- Born: April 14, 1938 Irkutsk
- Died: November 24, 2011 (aged 73) Moscow
- Citizenship: Soviet Union (1938–1991) → Russian Federation (1991–2011)
- Education: Irkutsk State University, Buryat State University
- Occupations: writer, poet, member of All-Russian Social-Christian Union for the Liberation of the People, Civic Chamber of the Russian Federation
- Writing career
- Notable awards: Solzhenitsyn Prize, Yasnaya Polyana Literary Award

= Leonid Borodin =

Russian writer (1938–2011)

Leonid Ivanovich Borodin (Леони́д Ива́нович Бороди́н; 14 April 1938 – 24 November 2011) was a Russian novelist and journalist.

==Biography==
Born in Irkutsk, Borodin was a Russian Orthodox Christian and a Soviet dissident. In the 1960s he belonged to the anti-Communist All-Russian Social-Christian Union for the Liberation of the People (VSHSON).who were put on trial in 1968 . He was arrested and imprisoned in the 'strict regime' Camp 17 in 1968, and went on hunger strike there with Yuli Daniel and Aleksandr Ginzburg in 1969.

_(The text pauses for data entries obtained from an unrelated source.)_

//! Evaluation Context (spec C10): root resource, `$this`, `$index`,
//! external variables, cancellation, service hooks, and depth/size counters.

use std::collections::HashMap;
use std::sync::Arc;
use std::sync::atomic::{AtomicBool, AtomicU64, Ordering as AtomicOrdering};
use std::time::{Duration, Instant};

use crate::model::Collection;

/// Caller-supplied reference resolver (spec §4.11 `resolve()`, §6).
pub trait ReferenceResolver: Send + Sync {
    fn resolve(&self, cancellation: &Cancellation, reference: &str) -> Result<Vec<u8>, String>;
}

/// Caller-supplied terminology service (spec §4.11 `memberOf()`).
pub trait TerminologyService: Send + Sync {
    fn member_of(
        &self,
        cancellation: &Cancellation,
        code_payload: &serde_json::Value,
        value_set_url: &str,
    ) -> Result<bool, String>;
}

/// Caller-supplied profile validator (spec §4.11 `conformsTo()`).
pub trait ProfileValidator: Send + Sync {
    fn conforms_to(
        &self,
        cancellation: &Cancellation,
        resource: &serde_json::Value,
        profile_url: &str,
    ) -> Result<bool, String>;
}

/// Deadline + explicit abort flag threaded through the context (spec §5).
#[derive(Clone)]
pub struct Cancellation {
    deadline: Option<Instant>,
    aborted: Arc<AtomicBool>,
}

impl Cancellation {
    pub fn with_timeout(timeout: Duration) -> Self {
        Self { deadline: Some(Instant::now() + timeout), aborted: Arc::new(AtomicBool::new(false)) }
    }

    pub fn none() -> Self {
        Self { deadline: None, aborted: Arc::new(AtomicBool::new(false)) }
    }

    pub fn is_cancelled(&self) -> bool {
        if self.aborted.load(AtomicOrdering::Relaxed) {
            return true;
        }
        matches!(self.deadline, Some(d) if Instant::now() >= d)
    }

    pub fn abort(&self) {
        self.aborted.store(true, AtomicOrdering::Relaxed);
    }
}

/// Limits enforced uniformly by the evaluator (spec §4.12, §5 defaults).
#[derive(Debug, Clone, Copy)]
pub struct Limits {
    pub max_depth: usize,
    pub max_collection_size: usize,
}

impl Default for Limits {
    fn default() -> Self {
        Self { max_depth: 100, max_collection_size: 10_000 }
    }
}

/// Caller-supplied evaluation options (spec §6 "Options enumerated").
#[derive(Clone, Default)]
pub struct EvaluationOptions {
    pub timeout: Option<Duration>,
    pub max_depth: Option<usize>,
    pub max_collection_size: Option<usize>,
    pub variables: HashMap<String, Collection>,
    pub resolver: Option<Arc<dyn ReferenceResolver>>,
    pub terminology: Option<Arc<dyn TerminologyService>>,
    pub validator: Option<Arc<dyn ProfileValidator>>,
    pub cancellation: Option<Cancellation>,
}

/// Per-evaluation counters for depth and collection-size caps (spec I6).
pub struct Counters {
    depth: AtomicU64,
    max_depth_seen: AtomicU64,
}

impl Counters {
    fn new() -> Self {
        Self { depth: AtomicU64::new(0), max_depth_seen: AtomicU64::new(0) }
    }
}

pub struct EvaluationContext {
    pub root: Collection,
    pub this: Collection,
    pub index: Option<i64>,
    /// `$total` — the running aggregate, valid only inside `aggregate()`.
    pub total: Option<Collection>,
    pub variables: Arc<HashMap<String, Collection>>,
    pub limits: Limits,
    pub cancellation: Cancellation,
    pub resolver: Option<Arc<dyn ReferenceResolver>>,
    pub terminology: Option<Arc<dyn TerminologyService>>,
    pub validator: Option<Arc<dyn ProfileValidator>>,
    counters: Arc<Counters>,
}

impl EvaluationContext {
    pub fn new(root: Collection, options: &EvaluationOptions) -> Self {
        let mut variables = options.variables.clone();
        variables.entry("resource".to_string()).or_insert_with(|| root.clone());
        variables.entry("context".to_string()).or_insert_with(|| root.clone());
        variables.entry("ucum".to_string()).or_insert_with(|| {
            Collection::single(crate::model::FhirPathValue::String(
                "http://unitsofmeasure.org".to_string(),
            ))
        });
        let limits = Limits {
            max_depth: options.max_depth.unwrap_or_else(|| Limits::default().max_depth),
            max_collection_size: options
                .max_collection_size
                .unwrap_or_else(|| Limits::default().max_collection_size),
        };
        let cancellation = options.cancellation.clone().unwrap_or_else(|| {
            options.timeout.map(Cancellation::with_timeout).unwrap_or_else(|| {
                Cancellation::with_timeout(Duration::from_secs(5))
            })
        });
        Self {
            this: root.clone(),
            root,
            index: None,
            total: None,
            variables: Arc::new(variables),
            limits,
            cancellation,
            resolver: options.resolver.clone(),
            terminology: options.terminology.clone(),
            validator: options.validator.clone(),
            counters: Arc::new(Counters::new()),
        }
    }

    /// A shallow clone overriding `$this`/`$index`: mutation of one clone
    /// (e.g. depth counters, which are shared) must not leak `$this`/`$index`
    /// back into the parent (spec §3 "Evaluation Context").
    pub fn with_this(&self, this: Collection, index: Option<i64>) -> Self {
        Self {
            root: self.root.clone(),
            this,
            index,
            total: self.total.clone(),
            variables: self.variables.clone(),
            limits: self.limits,
            cancellation: self.cancellation.clone(),
            resolver: self.resolver.clone(),
            terminology: self.terminology.clone(),
            validator: self.validator.clone(),
            counters: self.counters.clone(),
        }
    }

    pub fn with_total(&self, total: Collection) -> Self {
        let mut c = self.with_this(self.this.clone(), self.index);
        c.total = Some(total);
        c
    }

    pub fn variable(&self, name: &str) -> Option<Collection> {
        self.variables.get(name).cloned()
    }

    pub fn enter_depth(&self) -> Result<DepthGuard, crate::evaluator::error::EvalError> {
        let prev = self.counters.depth.fetch_add(1, AtomicOrdering::Relaxed);
        let current = prev + 1;
        let mut seen = self.counters.max_depth_seen.load(AtomicOrdering::Relaxed);
        while current > seen {
            match self.counters.max_depth_seen.compare_exchange_weak(
                seen,
                current,
                AtomicOrdering::Relaxed,
                AtomicOrdering::Relaxed,
            ) {
                Ok(_) => break,
                Err(actual) => seen = actual,
            }
        }
        if current as usize > self.limits.max_depth {
            self.counters.depth.fetch_sub(1, AtomicOrdering::Relaxed);
            return Err(crate::evaluator::error::EvalErrorKind::DepthExceeded.into());
        }
        Ok(DepthGuard { counters: self.counters.clone() })
    }

    pub fn check_size(&self, len: usize) -> Result<(), crate::evaluator::error::EvalError> {
        if len > self.limits.max_collection_size {
            return Err(crate::evaluator::error::EvalErrorKind::CollectionTooLarge.into());
        }
        Ok(())
    }

    pub fn check_cancelled(&self) -> Result<(), crate::evaluator::error::EvalError> {
        if self.cancellation.is_cancelled() {
            return Err(crate::evaluator::error::EvalErrorKind::Cancelled.into());
        }
        Ok(())
    }
}

/// Decrements the shared depth counter on drop (including on error unwind).
pub struct DepthGuard {
    counters: Arc<Counters>,
}

impl Drop for DepthGuard {
    fn drop(&mut self) {
        self.counters.depth.fetch_sub(1, AtomicOrdering::Relaxed);
    }
}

After his release in 1973, Borodin’s works were smuggled out of the Soviet Union. The publication of an English translation of The Story of a Strange Time led to his arrest in 1982 on charges of 'anti-Soviet propaganda'. He was sentenced to 10 years of hard labour in Perm-36 Maximum Security Camp (ITK-6), as well as five years' internal exile. Released after four years, in the perestroika era, Borodin was allowed to visit the West with his wife.

Borodin was the subject and first-person narrator of the 2001 film Leonid Borodin: Looking through the Years.

A winner of many literary prizes, including the 2002 Solzhenitsyn Prize, Borodin was editor-in-chief of Moskva, a popular literary magazine. In 2005 he was appointed to the first convocation of the Public Chamber of Russia.

==Works in English translation==
- Partings, The Harvill Press, 1988.
- The Year of Miracle and Grief, Quartet Books, 1988.
- The Third Truth, Harpercollins, 1992.
- The Story of a Strange Time, Harpercollins, 1993.